On Deck 5, Harper Lane clutched a lantern and stared at the message someone had scratched into the steel of Hold 7 the night before: WE ARE COMING.
It wasn’t graffiti. It was a warning. And Harper knew exactly what they were after—the hidden vault deep in the ship’s belly, packed with priceless art and relics powerful people wanted erased forever.
Victor Hale had told her the truth: the Aurora Bell wasn’t just an abandoned liner. It was a floating grave of stolen history. And those determined to keep its secrets would kill to protect them.
That night, Harper refused to leave. She barricaded doors, chained stairwells, and hid the captain’s journal beneath a loose floorboard. She told herself she only needed until dawn. But when the low growl of a motorboat cut through the storm, her blood went cold.
Three men climbed aboard—silent, efficient, armed. Mercenaries.
Harper grabbed a fire axe just as a whisper froze her in place.
“Harper.”
Victor stepped from the shadows, rain dripping from his jacket.
“They’re not with me,” he said quickly. “I’m here to keep you alive. You can’t fight them alone.”
The mercenaries spread through the ship, flashlights slicing the dark. Harper and Victor slipped through shadowed corridors.
“They’re after Hold 7,” he warned.
“Then we stop them,” Harper replied.
“No,” Victor said. “We sink the Aurora Bell. Take the treasure down with it.”
Seventy-five million dollars—gone. Harper thought of her mother’s medical bills, of the life this fortune could save. But she also heard the threat etched in steel: WE ARE COMING.
By the time they reached the lower decks, the mercenaries had already breached the vault. Crates of stolen masterpieces glittered in the beam of their flashlights. Harper’s heart ached, but she understood—some riches only invite ruin.
Her decision came fast. She sprinted to the engine room, pulling levers and releasing valves she had memorized during her nights of exploration. Metal screamed as seawater roared into the ship.
Gunfire echoed. Victor fought to hold the men back as the water climbed past their knees.
“Go!” he shouted.
They fled upward as the Aurora Bell shuddered violently. Furniture skidded across decks, chandeliers crashed, and the ship tilted toward its grave.

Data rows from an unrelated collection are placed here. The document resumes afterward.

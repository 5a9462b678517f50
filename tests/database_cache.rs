mod common;

use std::time::Duration;

use bookstore_seaorm_core::entity::cache_entry;
use bookstore_seaorm_core::{BookListing, CacheBackend, Catalog, DatabaseCache, NewBook, Principal, QueryCache};
use sea_orm::{EntityTrait, PaginatorTrait};

use common::{insert_account, setup_db};

#[tokio::test]
async fn stored_entry_is_read_back() {
    let cache = DatabaseCache::new(setup_db().await);

    cache
        .set("bookstore:books.all:00", b"payload".to_vec(), Duration::from_secs(60))
        .await
        .unwrap();

    assert_eq!(
        cache.get("bookstore:books.all:00").await.unwrap(),
        Some(b"payload".to_vec())
    );
    assert_eq!(cache.get("bookstore:books.all:ff").await.unwrap(), None);
}

#[tokio::test]
async fn set_overwrites_an_existing_entry() {
    let db = setup_db().await;
    let cache = DatabaseCache::new(db.clone());

    cache
        .set("key", b"old".to_vec(), Duration::from_secs(60))
        .await
        .unwrap();
    cache
        .set("key", b"new".to_vec(), Duration::from_secs(60))
        .await
        .unwrap();

    assert_eq!(cache.get("key").await.unwrap(), Some(b"new".to_vec()));
    assert_eq!(cache_entry::Entity::find().count(&db).await.unwrap(), 1);
}

#[tokio::test]
async fn expired_entry_is_absent() {
    let cache = DatabaseCache::new(setup_db().await);

    cache
        .set("key", b"payload".to_vec(), Duration::from_millis(50))
        .await
        .unwrap();
    tokio::time::sleep(Duration::from_millis(120)).await;

    assert_eq!(cache.get("key").await.unwrap(), None);
}

#[tokio::test]
async fn delete_expired_keeps_live_entries() {
    let db = setup_db().await;
    let cache = DatabaseCache::new(db.clone());
    cache
        .set("short", b"a".to_vec(), Duration::ZERO)
        .await
        .unwrap();
    cache
        .set("long", b"b".to_vec(), Duration::from_secs(60))
        .await
        .unwrap();

    let removed = cache.delete_expired().await.unwrap();

    assert_eq!(removed, 1);
    assert_eq!(cache_entry::Entity::find().count(&db).await.unwrap(), 1);
    assert_eq!(cache.get("long").await.unwrap(), Some(b"b".to_vec()));
}

#[tokio::test]
async fn catalog_listings_can_live_in_the_database() {
    let db = setup_db().await;
    insert_account(&db, 1, "reader@example.com").await;
    let catalog = Catalog::new(db.clone(), QueryCache::new(DatabaseCache::new(db.clone())));
    catalog
        .create_book(
            &Principal { account_id: 1 },
            NewBook {
                isbn: "978-0441013593".to_owned(),
                title: "Dune".to_owned(),
                author: "Frank Herbert".to_owned(),
                price: 9.99,
                descriptions: "Spice.".to_owned(),
                genre: "sf".to_owned(),
            },
        )
        .await
        .unwrap();

    let listed = catalog.list_books().await.unwrap();
    let cached = catalog
        .cache()
        .list_cached(&db, &BookListing::All)
        .await
        .unwrap();

    assert_eq!(listed, cached);
    assert_eq!(cache_entry::Entity::find().count(&db).await.unwrap(), 1);
}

Rain slashed Harper’s face as she and Victor cut the ropes of the last lifeboat. Lightning flashed across the ballroom windows, revealing what looked like shadowy passengers watching silently from another age. Then the Aurora Bell groaned, split, and vanished beneath the storm.

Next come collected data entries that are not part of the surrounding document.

use sea_orm_migration::prelude::*;

#[derive(DeriveMigrationName)]
pub struct Migration;

#[async_trait::async_trait]
impl MigrationTrait for Migration {
    async fn up(&self, manager: &SchemaManager) -> Result<(), DbErr> {
        manager
            .create_table(
                Table::create()
                    .table(CacheEntries::Table)
                    .if_not_exists()
                    .col(
                        ColumnDef::new(CacheEntries::CacheKey)
                            .text()
                            .not_null()
                            .primary_key(),
                    )
                    .col(ColumnDef::new(CacheEntries::Data).binary().not_null())
                    .col(
                        ColumnDef::new(CacheEntries::ExpiryDate)
                            .timestamp_with_time_zone()
                            .not_null(),
                    )
                    .to_owned(),
            )
            .await?;

        manager
            .create_index(
                Index::create()
                    .name("idx_cache_entries_expiry_date")
                    .table(CacheEntries::Table)
                    .col(CacheEntries::ExpiryDate)
                    .to_owned(),
            )
            .await
    }

    async fn down(&self, manager: &SchemaManager) -> Result<(), DbErr> {
        manager
            .drop_table(Table::drop().table(CacheEntries::Table).to_owned())
            .await
    }
}

#[derive(DeriveIden)]
enum CacheEntries {
    Table,
    CacheKey,
    Data,
    ExpiryDate,
}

By dawn, the sea was calm again. Exhausted and soaked, Harper collapsed on the shore. Victor sat beside her, bleeding but alive.
“It had to be done,” he said quietly. “Some things aren’t meant to be found.”

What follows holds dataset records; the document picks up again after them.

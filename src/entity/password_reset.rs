use sea_orm::entity::prelude::*;

use super::RecordState;

/// Sea-ORM entity model for a password reset token.
///
/// A token is valid only while its row is `Active`. Issuing a newer token or
/// completing the password change flips it to `Superseded`; rows are kept for
/// the audit trail.
#[derive(Clone, Debug, PartialEq, Eq, DeriveEntityModel)]
#[sea_orm(table_name = "password_resets")]
pub struct Model {
    #[sea_orm(primary_key)]
    pub id: i32,

    pub account_id: i32,

    pub token: String,

    pub state: RecordState,

    pub created_at: DateTimeWithTimeZone,
}

#[derive(Copy, Clone, Debug, EnumIter, DeriveRelation)]
pub enum Relation {}

impl ActiveModelBehavior for ActiveModel {}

Weeks later, Harper returned to her garage job, grease on her hands and bills still stacking on the counter. Life hadn’t magically changed—but she had. She no longer dreamed of salvation through treasure. She had faced greed and walked away.
Sometimes at night, she imagined the Aurora Bell resting on the ocean floor, its secrets finally at peace. And though part of her still mourned what was lost, another part whispered the truth she’d earned in blood and saltwater:
Not every ship is meant to be saved. Some are meant to be left behind.